September Curator’s Corner
Jacques Fath and the LBD
The color black has long been associated with mourning, religious, academic, legal, and ceremonial dress. But within the last 100 years, black has become a woman’s classic fashion choice. “The Little Black Dress” has saved many of us from the dilemma – “What to wear?”
The history of the little black dress is not necessarily of the color black, but rather the word, “little.” Black has long been associated with the voluminous garb mentioned above, including the somber fashions of the Victorian era. Streamlining the silhouette, reducing the garment to a street length, adding decolletage (neckline), and decreasing or eliminating sleeves dramatically changed its appearance. While no one knows the evolution of these changes, several fashion historians have attributed the LBD to Coco Chanel.

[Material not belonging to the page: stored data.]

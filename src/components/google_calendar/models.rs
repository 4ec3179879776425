use chrono::{DateTime, Utc};
use serde::{Deserialize, Serialize};
use std::fmt;

/// Simplified Google Calendar event representation
#[derive(Debug, Clone, Serialize, Deserialize, Default, PartialEq)]
pub struct CalendarEvent {
    pub id: String,
    pub summary: Option<String>,
    pub start_date_time: Option<String>,
    pub end_date_time: Option<String>,
    pub html_link: Option<String>,
}

impl CalendarEvent {
    /// Read the fields we care about from an events resource
    pub fn from_api(event: &serde_json::Value) -> Self {
        let text = |value: Option<&serde_json::Value>| {
            value.and_then(|v| v.as_str()).map(|s| s.to_string())
        };

        Self {
            id: event
                .get("id")
                .and_then(|id| id.as_str())
                .unwrap_or("")
                .to_string(),
            summary: text(event.get("summary")),
            start_date_time: text(event.get("start").and_then(|start| start.get("dateTime"))),
            end_date_time: text(event.get("end").and_then(|end| end.get("dateTime"))),
            html_link: text(event.get("htmlLink")),
        }
    }
}

/// Event to create
#[derive(Debug, Clone, PartialEq, Serialize, Deserialize)]
pub struct EventDraft {
    pub title: String,
    pub start_time: String,
    pub end_time: String,
}

/// Partial update; `None` leaves the field as it was
#[derive(Debug, Clone, Default, PartialEq, Serialize, Deserialize)]
pub struct EventPatch {
    pub title: Option<String>,
    pub start_time: Option<String>,
    pub end_time: Option<String>,
}

/// A mirrored calendar event, one per Google event per user
#[derive(Debug, Clone, PartialEq, Serialize, Deserialize)]
pub struct EventRecord {
    pub id: String,
    pub user_id: String,
    pub title: String,
    pub start_time: String,
    pub end_time: String,
    pub google_event_id: String,
    pub created_at: DateTime<Utc>,
}

impl EventRecord {
    /// Apply a patch, keeping the current value of every unset field
    pub fn apply(&mut self, patch: &EventPatch) {
        if let Some(title) = &patch.title {
            self.title = title.clone();
        }
        if let Some(start_time) = &patch.start_time {
            self.start_time = start_time.clone();
        }
        if let Some(end_time) = &patch.end_time {
            self.end_time = end_time.clone();
        }
    }
}

/// A user's Google OAuth access token
#[derive(Clone, PartialEq, Eq, Serialize, Deserialize)]
#[serde(transparent)]
pub struct AccessToken(String);

impl AccessToken {
    pub fn new(token: impl Into<String>) -> Self {
        Self(token.into())
    }

    pub fn as_str(&self) -> &str {
        &self.0
    }

    pub fn is_empty(&self) -> bool {
        self.0.trim().is_empty()
    }
}

// Keep tokens out of logs
impl fmt::Debug for AccessToken {
    fn fmt(&self, f: &mut fmt::Formatter<'_>) -> fmt::Result {
        f.write_str("AccessToken(***)")
    }
}

#[cfg(test)]
mod tests {
    use super::*;
    use serde_json::json;

    #[test]
    fn test_from_api() {
        let event = CalendarEvent::from_api(&json!({
            "id": "abcd1234",
            "summary": "Team sync",
            "htmlLink": "https://calendar.google.com/event?eid=abcd1234",
            "start": { "dateTime": "2025-10-23T15:00:00Z" },
            "end": { "dateTime": "2025-10-23T16:00:00Z" }
        }));
        assert_eq!(event.id, "abcd1234");
        assert_eq!(event.summary.as_deref(), Some("Team sync"));
        assert_eq!(event.start_date_time.as_deref(), Some("2025-10-23T15:00:00Z"));
        assert_eq!(event.end_date_time.as_deref(), Some("2025-10-23T16:00:00Z"));

        let bare = CalendarEvent::from_api(&json!({ "start": { "date": "2025-10-23" } }));
        assert_eq!(bare.id, "");
        assert_eq!(bare.start_date_time, None);
    }

    #[test]
    fn test_apply_patch_keeps_unset_fields() {
        let mut record = EventRecord {
            id: "1".to_string(),
            user_id: "user-1".to_string(),
            title: "Meeting with team".to_string(),
            start_time: "2025-10-23T15:00:00Z".to_string(),
            end_time: "2025-10-23T16:00:00Z".to_string(),
            google_event_id: "abcd1234".to_string(),
            created_at: Utc::now(),
        };
        record.apply(&EventPatch {
            title: Some("New Team Sync".to_string()),
            ..Default::default()
        });
        assert_eq!(record.title, "New Team Sync");
        assert_eq!(record.start_time, "2025-10-23T15:00:00Z");
        assert_eq!(record.end_time, "2025-10-23T16:00:00Z");
    }

    #[test]
    fn test_access_token_is_redacted() {
        let token = AccessToken::new("ya29.secret");
        assert_eq!(format!("{:?}", token), "AccessToken(***)");
        assert_eq!(token.as_str(), "ya29.secret");
        assert!(AccessToken::new("  ").is_empty());
    }
}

This beautiful Little Black Dress was donated to the Museum by longtime volunteer, Noreen Humphrey. It is a simple yet stunning, LBD, designed by French fashion designer, Jacques Fath. The dress is composed of two silk fabrics, satin for the surplice bodice and center front panel, while silk velvet was used for the raised waistband and the skirt. The center panel is a clever design, as it covers up the center front opening of the velvet skirt, which when moving, seductively opens to reveal the woman’s legs. Mrs. Humphrey wore this dress in 1949.
Fath presented his first collection in 1937 and worked until his death in 1954. He designed for such celebrities as Ava Gardner, Greta Garbo, and Rita Hayworth.